Does Radical Evil Necessarily Destroy Meaning in One`s Life?

Does Radical Evil Necessarily Destroy Meaning in Life?
Trudy Govier (1950 --) begins this section by explaining the problem that radical evil has
traditionally presented to religious believers who are committed to a God who is both
“good” and the “creator” of the world in which innocent people can suffer profoundly.
Govier uses the Holocaust as a paradigm case of what is meant by radical evil. The
second reading is an excerpt from a Nobel Prize winner author and Holocaust survivor,
Elie Wiesel (1928 --), in which a young boy describes his loss of faith in God. The third
reading is an excerpt from, Man’s Search for Meaning, by Viktor Frankl (1905--1997).

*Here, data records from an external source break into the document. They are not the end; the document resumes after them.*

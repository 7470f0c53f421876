//! Operator input and turn-progress handling.

use convoy_core::{ConversationState, ConvoyError, ProgressDelta, Result, RunStatus};
use convoy_runtime::RunnerRegistry;

const DEFAULT_TITLE: &str = "New conversation";
const TITLE_MAX_CHARS: usize = 48;

/// Routes operator input into the active runner and applies the
/// resulting progress and completion events to the state.
pub struct UserMessageController;

impl UserMessageController {
    /// Queues operator input on the active conversation's runner.
    ///
    /// The first input of a conversation also becomes its title.
    ///
    /// # Errors
    ///
    /// Returns a validation error for empty input or when no
    /// conversation is foregrounded.
    pub async fn handle_input(
        &self,
        state: &mut ConversationState,
        registry: &RunnerRegistry,
        text: String,
    ) -> Result<()> {
        let trimmed = text.trim();
        if trimmed.is_empty() {
            return Err(ConvoyError::validation("input is empty"));
        }
        let Some(conversation_id) = state.conversation_id().map(str::to_string) else {
            return Err(ConvoyError::validation("no active conversation"));
        };
        let Some(runner) = registry.get(&conversation_id).await else {
            return Err(ConvoyError::not_found("conversation", &conversation_id));
        };

        // A fresh operator turn lifts an explicit pause; otherwise the
        // worker would stay parked and never pick up the input.
        if runner.is_paused() {
            runner.resume().await;
        }

        if state.title() == DEFAULT_TITLE {
            let title = derive_title(trimmed);
            registry.set_title(&conversation_id, title.clone()).await;
            state.set_conversation_title(title);
        }

        state.set_last_error(None);
        runner.queue_input(trimmed)?;
        state.set_running(true);
        tracing::debug!(conversation_id = %conversation_id, "input queued");
        Ok(())
    }

    /// Applies a progress delta from the active conversation; progress
    /// from background conversations is dropped.
    pub fn handle_progress(
        &self,
        state: &mut ConversationState,
        conversation_id: &str,
        delta: ProgressDelta,
    ) -> Result<()> {
        if state.conversation_id() != Some(conversation_id) {
            tracing::debug!(
                conversation_id = %conversation_id,
                "progress from background conversation dropped"
            );
            return Ok(());
        }
        if let Some(metrics) = delta.metrics {
            state.set_metrics(metrics);
        }
        if let Some(elapsed_seconds) = delta.elapsed_seconds {
            state.set_elapsed_seconds(elapsed_seconds);
        }
        Ok(())
    }

    /// Applies a turn completion from the active conversation.
    pub fn handle_completed(
        &self,
        state: &mut ConversationState,
        conversation_id: &str,
        status: RunStatus,
    ) -> Result<()> {
        if state.conversation_id() != Some(conversation_id) {
            tracing::debug!(
                conversation_id = %conversation_id,
                "completion from background conversation dropped"
            );
            return Ok(());
        }
        state.set_running(false);
        match status {
            RunStatus::Ok => state.set_last_error(None),
            RunStatus::Error { message } => {
                state.set_last_error(Some(message));
            }
        }
        Ok(())
    }
}

/// First line of the input, truncated on a char boundary.
fn derive_title(input: &str) -> String {
    let first_line = input.lines().next().unwrap_or(input);
    match first_line.char_indices().nth(TITLE_MAX_CHARS) {
        Some((idx, _)) => format!("{}…", &first_line[..idx]),
        None => first_line.to_string(),
    }
}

Frankl survived years in three concentration camps and this book is famous for its
account of how Holocaust victims maintained their sense of meaningfulness in a horrific
situation. As a Professor of Neurology and Psychiatry, Frankl taught at numerous
universities in Europe and the USA after the war. He founded the Institute for
Logotherapy and Existential Analysis.
Evil, Trudy Govier
For thousands of years, philosophers and theologians have struggled with the problem of
evil in the context of God’s power and creation. In these discussions, it was common to
distinguish between natural evil and moral evil. Natural evils were serious misfortunes
that befell people as a result of natural events such as earthquakes, tidal waves, and
epidemics; whereas moral evil was a feature of human actions and agents. (Natural evil
will seem evil only if we believe in a supernatural power that is responsible for these
natural catastrophes.) The classic problem of evil is this: If God is all-good and allpowerful, that should mean He could prevent evil of both kinds. So why does He allow
evil to exist? So many good people suffer from natural evils like cancer and tidal waves,
yet so many bad people skip through life with impunity, accumulating fortune as they go.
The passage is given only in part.